Task statement: Every line with the word "AppConfig" in it should be extracted from the data that follows.

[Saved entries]
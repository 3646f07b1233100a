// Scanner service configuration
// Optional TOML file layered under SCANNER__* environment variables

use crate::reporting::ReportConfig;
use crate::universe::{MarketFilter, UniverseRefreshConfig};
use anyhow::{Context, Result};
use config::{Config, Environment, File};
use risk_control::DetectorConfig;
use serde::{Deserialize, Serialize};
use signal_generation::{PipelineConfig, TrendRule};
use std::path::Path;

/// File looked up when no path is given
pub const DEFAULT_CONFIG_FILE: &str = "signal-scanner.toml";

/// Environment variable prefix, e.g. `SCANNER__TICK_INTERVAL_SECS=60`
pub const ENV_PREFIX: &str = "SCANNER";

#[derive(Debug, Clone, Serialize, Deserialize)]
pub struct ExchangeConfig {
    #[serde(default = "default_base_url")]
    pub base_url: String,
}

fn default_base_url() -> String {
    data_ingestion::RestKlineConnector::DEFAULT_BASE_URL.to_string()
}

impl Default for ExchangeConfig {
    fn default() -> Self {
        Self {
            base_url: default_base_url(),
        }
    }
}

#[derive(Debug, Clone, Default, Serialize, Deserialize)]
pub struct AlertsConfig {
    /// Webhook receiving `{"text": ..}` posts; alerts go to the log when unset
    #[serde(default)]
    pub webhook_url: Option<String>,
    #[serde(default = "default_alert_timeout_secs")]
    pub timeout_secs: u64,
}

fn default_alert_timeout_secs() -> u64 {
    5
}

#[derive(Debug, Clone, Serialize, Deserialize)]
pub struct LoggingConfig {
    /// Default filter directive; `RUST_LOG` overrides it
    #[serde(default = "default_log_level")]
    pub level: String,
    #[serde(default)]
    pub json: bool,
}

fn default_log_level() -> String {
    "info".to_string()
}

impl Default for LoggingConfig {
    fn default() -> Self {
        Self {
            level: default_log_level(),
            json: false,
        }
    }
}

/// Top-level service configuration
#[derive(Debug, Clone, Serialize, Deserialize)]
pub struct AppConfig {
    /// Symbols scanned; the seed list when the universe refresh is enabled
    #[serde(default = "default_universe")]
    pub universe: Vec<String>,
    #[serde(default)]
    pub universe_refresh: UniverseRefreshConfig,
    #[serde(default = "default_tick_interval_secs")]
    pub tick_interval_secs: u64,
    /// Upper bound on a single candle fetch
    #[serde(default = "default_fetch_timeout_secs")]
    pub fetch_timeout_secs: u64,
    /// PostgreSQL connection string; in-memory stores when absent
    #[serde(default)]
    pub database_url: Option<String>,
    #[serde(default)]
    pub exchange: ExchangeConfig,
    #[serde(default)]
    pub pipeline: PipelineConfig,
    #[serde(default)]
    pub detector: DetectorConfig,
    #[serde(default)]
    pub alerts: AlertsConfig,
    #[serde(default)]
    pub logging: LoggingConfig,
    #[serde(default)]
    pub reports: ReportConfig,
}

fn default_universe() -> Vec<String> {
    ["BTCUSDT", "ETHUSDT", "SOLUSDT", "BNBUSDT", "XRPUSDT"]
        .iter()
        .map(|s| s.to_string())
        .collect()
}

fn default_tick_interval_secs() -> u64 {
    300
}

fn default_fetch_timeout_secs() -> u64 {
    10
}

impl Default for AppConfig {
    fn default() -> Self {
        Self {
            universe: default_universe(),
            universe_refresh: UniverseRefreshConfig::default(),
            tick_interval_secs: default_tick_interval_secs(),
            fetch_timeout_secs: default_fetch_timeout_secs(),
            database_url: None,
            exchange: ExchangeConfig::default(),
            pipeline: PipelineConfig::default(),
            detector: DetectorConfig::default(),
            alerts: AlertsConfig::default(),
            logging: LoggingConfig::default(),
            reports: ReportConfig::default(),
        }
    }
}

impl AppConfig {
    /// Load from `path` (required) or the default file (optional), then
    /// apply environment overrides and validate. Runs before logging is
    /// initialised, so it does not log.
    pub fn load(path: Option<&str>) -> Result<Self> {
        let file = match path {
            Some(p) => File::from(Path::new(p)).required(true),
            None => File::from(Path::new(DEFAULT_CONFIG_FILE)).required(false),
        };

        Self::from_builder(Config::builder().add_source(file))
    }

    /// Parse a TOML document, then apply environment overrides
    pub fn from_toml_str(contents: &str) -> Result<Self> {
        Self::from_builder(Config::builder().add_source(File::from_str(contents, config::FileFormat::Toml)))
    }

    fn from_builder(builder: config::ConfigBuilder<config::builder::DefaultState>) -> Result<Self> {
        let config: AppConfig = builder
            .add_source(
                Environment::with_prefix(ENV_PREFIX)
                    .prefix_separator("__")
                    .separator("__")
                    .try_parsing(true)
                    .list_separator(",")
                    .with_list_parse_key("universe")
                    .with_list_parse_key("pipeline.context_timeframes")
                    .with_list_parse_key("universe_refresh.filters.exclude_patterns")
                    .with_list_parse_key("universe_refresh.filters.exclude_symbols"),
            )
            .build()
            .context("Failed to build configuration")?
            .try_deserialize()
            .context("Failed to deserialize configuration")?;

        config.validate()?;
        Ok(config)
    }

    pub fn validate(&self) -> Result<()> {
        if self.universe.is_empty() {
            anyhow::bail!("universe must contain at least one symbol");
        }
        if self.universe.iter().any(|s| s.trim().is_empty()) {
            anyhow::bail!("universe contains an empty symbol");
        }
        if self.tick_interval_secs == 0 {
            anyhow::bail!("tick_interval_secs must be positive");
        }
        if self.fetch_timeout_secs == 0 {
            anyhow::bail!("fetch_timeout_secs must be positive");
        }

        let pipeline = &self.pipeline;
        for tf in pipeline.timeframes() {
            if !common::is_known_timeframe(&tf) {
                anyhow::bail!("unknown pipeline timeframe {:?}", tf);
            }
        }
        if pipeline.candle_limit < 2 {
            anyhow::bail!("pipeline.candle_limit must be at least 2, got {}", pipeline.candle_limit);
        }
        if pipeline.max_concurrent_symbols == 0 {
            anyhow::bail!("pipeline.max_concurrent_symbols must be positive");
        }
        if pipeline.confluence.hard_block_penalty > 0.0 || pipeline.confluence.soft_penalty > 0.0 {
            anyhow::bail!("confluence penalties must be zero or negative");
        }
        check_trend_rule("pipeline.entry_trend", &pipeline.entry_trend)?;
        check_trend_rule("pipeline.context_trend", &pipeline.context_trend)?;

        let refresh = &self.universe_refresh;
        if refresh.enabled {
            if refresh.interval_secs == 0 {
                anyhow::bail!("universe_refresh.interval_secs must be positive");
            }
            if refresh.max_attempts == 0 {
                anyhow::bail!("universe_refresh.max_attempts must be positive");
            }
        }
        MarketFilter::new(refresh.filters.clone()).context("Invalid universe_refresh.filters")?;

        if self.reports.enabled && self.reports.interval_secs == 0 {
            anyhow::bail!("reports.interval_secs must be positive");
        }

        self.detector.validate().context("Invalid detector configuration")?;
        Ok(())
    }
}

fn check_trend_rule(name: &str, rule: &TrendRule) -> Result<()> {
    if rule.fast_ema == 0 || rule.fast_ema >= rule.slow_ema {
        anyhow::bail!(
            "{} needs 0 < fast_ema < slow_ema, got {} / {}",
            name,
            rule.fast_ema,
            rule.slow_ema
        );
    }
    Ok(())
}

Result of this exercise:
pub struct AppConfig {
impl Default for AppConfig {
impl AppConfig {
        let config: AppConfig = builder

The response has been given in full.